= Data for processing =
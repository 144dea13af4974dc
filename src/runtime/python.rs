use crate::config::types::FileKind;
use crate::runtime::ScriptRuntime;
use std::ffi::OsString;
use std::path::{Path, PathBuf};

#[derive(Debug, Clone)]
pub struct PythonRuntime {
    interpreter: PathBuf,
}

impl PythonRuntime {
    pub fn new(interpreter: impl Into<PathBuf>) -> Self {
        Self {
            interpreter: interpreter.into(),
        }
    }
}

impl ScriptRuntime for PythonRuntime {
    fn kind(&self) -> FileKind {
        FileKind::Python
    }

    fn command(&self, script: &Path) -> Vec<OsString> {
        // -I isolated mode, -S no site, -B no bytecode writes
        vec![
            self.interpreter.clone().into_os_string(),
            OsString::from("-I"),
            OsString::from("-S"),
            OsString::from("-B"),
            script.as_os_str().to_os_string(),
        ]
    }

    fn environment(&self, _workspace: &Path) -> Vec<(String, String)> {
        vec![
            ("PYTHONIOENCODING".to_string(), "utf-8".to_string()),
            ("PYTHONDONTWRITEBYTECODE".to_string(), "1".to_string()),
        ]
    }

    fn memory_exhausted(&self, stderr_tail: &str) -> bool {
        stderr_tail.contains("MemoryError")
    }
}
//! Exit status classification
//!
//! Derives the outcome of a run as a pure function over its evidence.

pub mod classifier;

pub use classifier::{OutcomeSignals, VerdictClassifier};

= Task statement =
Give back every entry above, complete and exact.

= Response below =
repository 144dea13af4974dc
filename src/runtime/python.rs
use crate::config::types::FileKind;
use crate::runtime::ScriptRuntime;
use std::ffi::OsString;
use std::path::{Path, PathBuf};

#[derive(Debug, Clone)]
pub struct PythonRuntime {
    interpreter: PathBuf,
}

impl PythonRuntime {
    pub fn new(interpreter: impl Into<PathBuf>) -> Self {
        Self {
            interpreter: interpreter.into(),
        }
    }
}

impl ScriptRuntime for PythonRuntime {
    fn kind(&self) -> FileKind {
        FileKind::Python
    }

    fn command(&self, script: &Path) -> Vec<OsString> {
        // -I isolated mode, -S no site, -B no bytecode writes
        vec![
            self.interpreter.clone().into_os_string(),
            OsString::from("-I"),
            OsString::from("-S"),
            OsString::from("-B"),
            script.as_os_str().to_os_string(),
        ]
    }

    fn environment(&self, _workspace: &Path) -> Vec<(String, String)> {
        vec![
            ("PYTHONIOENCODING".to_string(), "utf-8".to_string()),
            ("PYTHONDONTWRITEBYTECODE".to_string(), "1".to_string()),
        ]
    }

    fn memory_exhausted(&self, stderr_tail: &str) -> bool {
        stderr_tail.contains("MemoryError")
    }
}
//! Exit status classification
//!
//! Derives the outcome of a run as a pure function over its evidence.

pub mod classifier;

pub use classifier::{OutcomeSignals, VerdictClassifier};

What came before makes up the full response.